Analysis of Archival Data
Social psychologists have also tested research hypotheses by examining records kept in official or unofficial archives: government records, newspaper stories, library circulation records, and so on. For example, tests of the idea that heat increases aggression could involve examination of official weather records and crime statistics to determine whether there are more homicides on hot days. Archival data can offer objective and complete coverage of a population of interest, going beyond self-reports to assessments of real and important life outcomes, but can be weak in construct validity if archival measures do not correspond directly to the psychological construct of interest. For example, homicide as legally defined is not precisely equivalent to the psychological notion of aggression. In addition, archival data analyses typically involve nonexperimental designs and hence low internal validity.
Research without Primary Data Collection
Some research in social psychology involves not the collection of new data but the further analysis and comparison of existing studies. This approach, termed meta-analysis, involves the quantitative summary of multiple primary studies on a given topic. For example, many studies may have investigated (as their major goal or as a subsidiary issue) sex differences in helping behavior. A meta-analysis of all this research may be conducted to draw conclusions about (a) the overall or average difference (yielding the conclusion that across all the situations studied. men help more than women do or vice versa) and (b) the factors or conditions that influence the effect (e.g., conclusions that women help more than men in private situations but the reverse is true in public situations). The goals of meta-analysis are thus similar to those of conventional or narrative literature reviews, but quantitative techniques are used to make the conclusions more precise and objective (Mullen and Norman, in Judd, Smith, & Kidder, 1991, pp. 425-449). Results supported by meta-analytic methods can generally be considered quite strong on the counts of construct validity (to the extent that different studies use multiple different operationalizations of the constructs) and external validity (to the extent that the research samples a variety of settings and participant populations).

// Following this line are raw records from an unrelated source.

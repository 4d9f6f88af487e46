//! Synthetic 25-point hourly AQI series.
//!
//! The series walks backward one hour at a time from an anchor, starting at
//! a baseline value and drifting by a bounded random step plus a rush-hour
//! bump. Points are returned oldest first.

use chrono::{DateTime, FixedOffset, Local, NaiveDate, TimeZone, Timelike};
use rand::Rng;
use serde::Serialize;

use super::label_char_sum;

/// Baseline used when the caller has no finite reading.
pub const DEFAULT_BASELINE: f64 = 100.0;

/// Number of points in every series (anchor hour plus 24 before it).
pub const SERIES_LEN: usize = 25;

const CURSOR_MIN: f64 = 10.0;
const CURSOR_MAX: f64 = 999.0;
const PAST_DATE_FLOOR: f64 = 20.0;
const RUSH_HOUR_BUMP: i64 = 15;

/// One hourly sample.
#[derive(Debug, Clone, PartialEq, Serialize)]
pub struct HourlyPoint {
    // ---
    pub timestamp: DateTime<FixedOffset>,
    /// Local hour of day, 0-23.
    pub hour: u32,
    /// Chart label such as `"18:00"`.
    pub label: String,
    pub value: i64,
    pub pm25: i64,
    pub no2: i64,
}

impl HourlyPoint {
    fn new(timestamp: DateTime<FixedOffset>, value: i64) -> Self {
        // ---
        let hour = timestamp.hour();
        HourlyPoint {
            timestamp,
            hour,
            label: format!("{}:00", hour),
            value,
            pm25: scaled_floor(value, 9),
            no2: scaled_floor(value, 3),
        }
    }
}

/// `floor(value * tenths / 10)`, exact for any `i64` and overflow-free.
fn scaled_floor(value: i64, tenths: i64) -> i64 {
    // |value * tenths / 10| <= |value| for tenths < 10, so the result fits
    (i128::from(value) * i128::from(tenths)).div_euclid(10) as i64
}

/// Generate a series against the local clock using the thread RNG.
///
/// `anchor` of `None` or today's date anchors the series at the current
/// moment; any other date anchors it at 23:00 local time on that date.
pub fn generate(baseline: Option<f64>, anchor: Option<NaiveDate>) -> Vec<HourlyPoint> {
    // ---
    generate_at(baseline, anchor, &Local::now(), &mut rand::rng())
}

/// Generate a series relative to `now` in its time zone.
pub fn generate_at<Tz, R>(
    baseline: Option<f64>,
    anchor: Option<NaiveDate>,
    now: &DateTime<Tz>,
    rng: &mut R,
) -> Vec<HourlyPoint>
where
    Tz: TimeZone,
    R: Rng,
{
    // ---
    let baseline = baseline
        .filter(|v| v.is_finite())
        .unwrap_or(DEFAULT_BASELINE);

    let past_date = anchor.filter(|date| *date != now.date_naive());

    let (end_time, mut cursor) = match past_date {
        None => (now.fixed_offset(), baseline),
        Some(date) => (end_of_day(date, &now.timezone()), shifted_baseline(baseline, date)),
    };

    let mut points = Vec::with_capacity(SERIES_LEN);
    for i in 0..SERIES_LEN as i64 {
        let time = end_time - chrono::Duration::hours(i);
        let bump = if is_rush_hour(time.hour()) {
            RUSH_HOUR_BUMP
        } else {
            0
        };
        let step: i64 = rng.random_range(-10..10);

        // Saturates for baselines beyond the i64 range
        points.push(HourlyPoint::new(time, cursor.floor() as i64));

        cursor = (cursor - (step + bump) as f64).clamp(CURSOR_MIN, CURSOR_MAX);
    }

    points.reverse();
    points
}

/// Morning (08-10) and evening (18-21) traffic peaks.
fn is_rush_hour(hour: u32) -> bool {
    matches!(hour, 8..=10 | 18..=21)
}

/// Perturb the baseline for a past date by a shift in [-50, 49] derived
/// from the date label.
fn shifted_baseline(baseline: f64, date: NaiveDate) -> f64 {
    // ---
    let label = date.format("%Y-%m-%d").to_string();
    let shift = f64::from(label_char_sum(&label) % 100) - 50.0;
    (baseline + shift).max(PAST_DATE_FLOOR)
}

/// 23:00 on `date` in `tz`.
fn end_of_day<Tz: TimeZone>(date: NaiveDate, tz: &Tz) -> DateTime<FixedOffset> {
    // ---
    let naive = date.and_time(chrono::NaiveTime::MIN) + chrono::Duration::hours(23);
    match tz.from_local_datetime(&naive).earliest() {
        Some(time) => time.fixed_offset(),
        // 23:00 skipped by a DST transition; read the wall time as UTC
        None => tz.from_utc_datetime(&naive).fixed_offset(),
    }
}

Computer simulation is not a substitute for data collection but a method for deducing the implications of a theory. A computer program is written embodying the assumptions of the theory, and then run to generate the theory’s predictions under specified condi-tions. Simulation is most appropriately used with theories that are too complex for unaided intuition to clearly generate their predictions. When simulation is used, the other steps in the overall research process must be carried out as always: the theory’s implications become research hypotheses to be tested by comparing them to actual data from research participants, and if the hypotheses mismatch the data then the theory must be modified or discarded.
As stated earlier, laboratory experimentation is by far the most common method in social psychology today, but other methods are also valued. The best-accepted research findings are those that can be obtained repeatedly in different settings and populations, with diverse research methods.